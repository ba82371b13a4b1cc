//! Pure conversions between wire records, persisted records and domain
//! records.
//!
//! Fields two shapes share are carried over unchanged; fields only the
//! target has are defaulted.

use chrono::NaiveDate;
use unifest_api::response::{
  BoothDetailResponse, BoothResponse, FestivalResponse, FestivalTodayResponse,
  MenuResponse, StarResponse,
};
use unifest_core::{
  Error, Result,
  booth::{BoothCategory, BoothDetail, BoothSummary, Menu},
  festival::{FestivalSummary, FestivalToday, LikedFestival, StarInfo},
};

// ─── Wire → domain ───────────────────────────────────────────────────────────

/// Parse a server date (`YYYY-MM-DD`).
pub fn parse_date(s: &str) -> Result<NaiveDate> {
  NaiveDate::parse_from_str(s, "%Y-%m-%d")
    .map_err(|e| Error::MalformedResponse(format!("bad date {s:?}: {e}")))
}

pub fn festival_summary(r: FestivalResponse) -> Result<FestivalSummary> {
  Ok(FestivalSummary {
    festival_id:   r.festival_id,
    school_id:     r.school_id,
    school_name:   r.school_name,
    festival_name: r.festival_name,
    thumbnail:     r.thumbnail,
    begin_date:    parse_date(&r.begin_date)?,
    end_date:      parse_date(&r.end_date)?,
    latitude:      r.latitude,
    longitude:     r.longitude,
    region:        r.region,
  })
}

pub fn star(r: StarResponse) -> StarInfo {
  StarInfo { name: r.name, image_url: r.img }
}

pub fn festival_today(r: FestivalTodayResponse) -> Result<FestivalToday> {
  Ok(FestivalToday {
    festival_id:   r.festival_id,
    school_id:     r.school_id,
    school_name:   r.school_name,
    festival_name: r.festival_name,
    thumbnail:     r.thumbnail,
    begin_date:    parse_date(&r.begin_date)?,
    end_date:      parse_date(&r.end_date)?,
    stars:         r.star_info.into_iter().map(star).collect(),
  })
}

pub fn menu(r: MenuResponse) -> Menu {
  Menu { id: r.id, name: r.name, price: r.price, image_url: r.img_url }
}

pub fn booth_summary(r: BoothResponse) -> BoothSummary {
  BoothSummary {
    id:          r.id,
    name:        r.name,
    category:    BoothCategory::parse(&r.category),
    description: r.description,
    thumbnail:   r.thumbnail,
    location:    r.location,
    latitude:    r.latitude,
    longitude:   r.longitude,
    is_liked:    false,
  }
}

/// `is_liked` starts false; callers consult the liked-booth store.
pub fn booth_detail(r: BoothDetailResponse) -> BoothDetail {
  BoothDetail {
    id:          r.id,
    name:        r.name,
    category:    BoothCategory::parse(&r.category),
    description: r.description,
    thumbnail:   r.thumbnail,
    warning:     r.warning,
    location:    r.location,
    latitude:    r.latitude,
    longitude:   r.longitude,
    menus:       r.menus.into_iter().map(menu).collect(),
    like_count:  r.likes,
    is_liked:    false,
  }
}

// ─── Persisted ↔ domain ──────────────────────────────────────────────────────

pub fn liked_to_summary(r: LikedFestival) -> FestivalSummary {
  FestivalSummary {
    festival_id:   r.festival_id,
    school_id:     r.school_id,
    school_name:   r.school_name,
    festival_name: r.festival_name,
    thumbnail:     r.thumbnail,
    begin_date:    r.begin_date,
    end_date:      r.end_date,
    latitude:      r.latitude.unwrap_or(0.0),
    longitude:     r.longitude.unwrap_or(0.0),
    region:        r.region.unwrap_or_default(),
  }
}

/// A festival liked from a search list carries no line-up.
pub fn summary_to_liked(f: &FestivalSummary) -> LikedFestival {
  LikedFestival {
    festival_id:   f.festival_id,
    school_id:     f.school_id,
    school_name:   f.school_name.clone(),
    festival_name: f.festival_name.clone(),
    thumbnail:     f.thumbnail.clone(),
    begin_date:    f.begin_date,
    end_date:      f.end_date,
    stars:         Vec::new(),
    region:        (!f.region.is_empty()).then(|| f.region.clone()),
    latitude:      Some(f.latitude),
    longitude:     Some(f.longitude),
  }
}

pub fn today_to_liked(f: &FestivalToday) -> LikedFestival {
  LikedFestival {
    festival_id:   f.festival_id,
    school_id:     f.school_id,
    school_name:   f.school_name.clone(),
    festival_name: f.festival_name.clone(),
    thumbnail:     f.thumbnail.clone(),
    begin_date:    f.begin_date,
    end_date:      f.end_date,
    stars:         f.stars.clone(),
    region:        None,
    latitude:      None,
    longitude:     None,
  }
}

pub fn detail_to_summary(b: &BoothDetail) -> BoothSummary {
  BoothSummary {
    id:          b.id,
    name:        b.name.clone(),
    category:    b.category,
    description: b.description.clone(),
    thumbnail:   b.thumbnail.clone(),
    location:    b.location.clone(),
    latitude:    b.latitude,
    longitude:   b.longitude,
    is_liked:    b.is_liked,
  }
}

#[cfg(test)]
mod tests {
  use super::*;

  fn response() -> FestivalResponse {
    FestivalResponse {
      festival_id:   42,
      school_id:     7,
      thumbnail:     "t.png".into(),
      school_name:   "Seoul Univ".into(),
      region:        "서울".into(),
      festival_name: "Spring".into(),
      begin_date:    "2024-05-06".into(),
      end_date:      "2024-05-08".into(),
      latitude:      37.46,
      longitude:     126.95,
    }
  }

  #[test]
  fn summary_survives_a_trip_through_the_store_shape() {
    let summary = festival_summary(response()).unwrap();
    assert_eq!(liked_to_summary(summary_to_liked(&summary)), summary);
  }

  #[test]
  fn empty_region_round_trips() {
    let mut r = response();
    r.region = String::new();
    let summary = festival_summary(r).unwrap();
    let liked = summary_to_liked(&summary);
    assert_eq!(liked.region, None);
    assert_eq!(liked_to_summary(liked).region, "");
  }

  #[test]
  fn bad_date_is_malformed() {
    let mut r = response();
    r.end_date = "05.08".into();
    assert!(matches!(festival_summary(r), Err(Error::MalformedResponse(_))));
  }

  #[test]
  fn today_keeps_stars_and_defaults_location() {
    let today = festival_today(FestivalTodayResponse {
      festival_id:   3,
      school_id:     3,
      school_name:   "Korea Univ".into(),
      festival_name: "Ipselenti".into(),
      thumbnail:     String::new(),
      begin_date:    "2024-05-22".into(),
      end_date:      "2024-05-24".into(),
      star_info:     vec![StarResponse { name: "IU".into(), img: "iu.png".into() }],
    })
    .unwrap();

    let liked = today_to_liked(&today);
    assert_eq!(liked.stars, vec![StarInfo { name: "IU".into(), image_url: "iu.png".into() }]);

    let back = liked_to_summary(liked);
    assert_eq!(back.region, "");
    assert_eq!((back.latitude, back.longitude), (0.0, 0.0));
  }

  #[test]
  fn booth_detail_is_not_liked_and_parses_category() {
    let detail = booth_detail(BoothDetailResponse {
      id:          1,
      name:        "Clinic".into(),
      category:    "MEDICAL".into(),
      description: String::new(),
      thumbnail:   String::new(),
      warning:     String::new(),
      location:    String::new(),
      latitude:    0.0,
      longitude:   0.0,
      menus:       vec![MenuResponse {
        id:      5,
        name:    "bandage".into(),
        price:   0,
        img_url: "b.png".into(),
      }],
      likes:       2,
    });
    assert!(!detail.is_liked);
    assert_eq!(detail.category, BoothCategory::Medical);
    assert_eq!(detail.like_count, 2);
    assert_eq!(detail.menus[0].image_url, "b.png");
  }
}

--------

If the word "String" is on a line above, return that line.

    r.region = String::new();
      thumbnail:     String::new(),
      description: String::new(),
      thumbnail:   String::new(),
      warning:     String::new(),
      location:    String::new(),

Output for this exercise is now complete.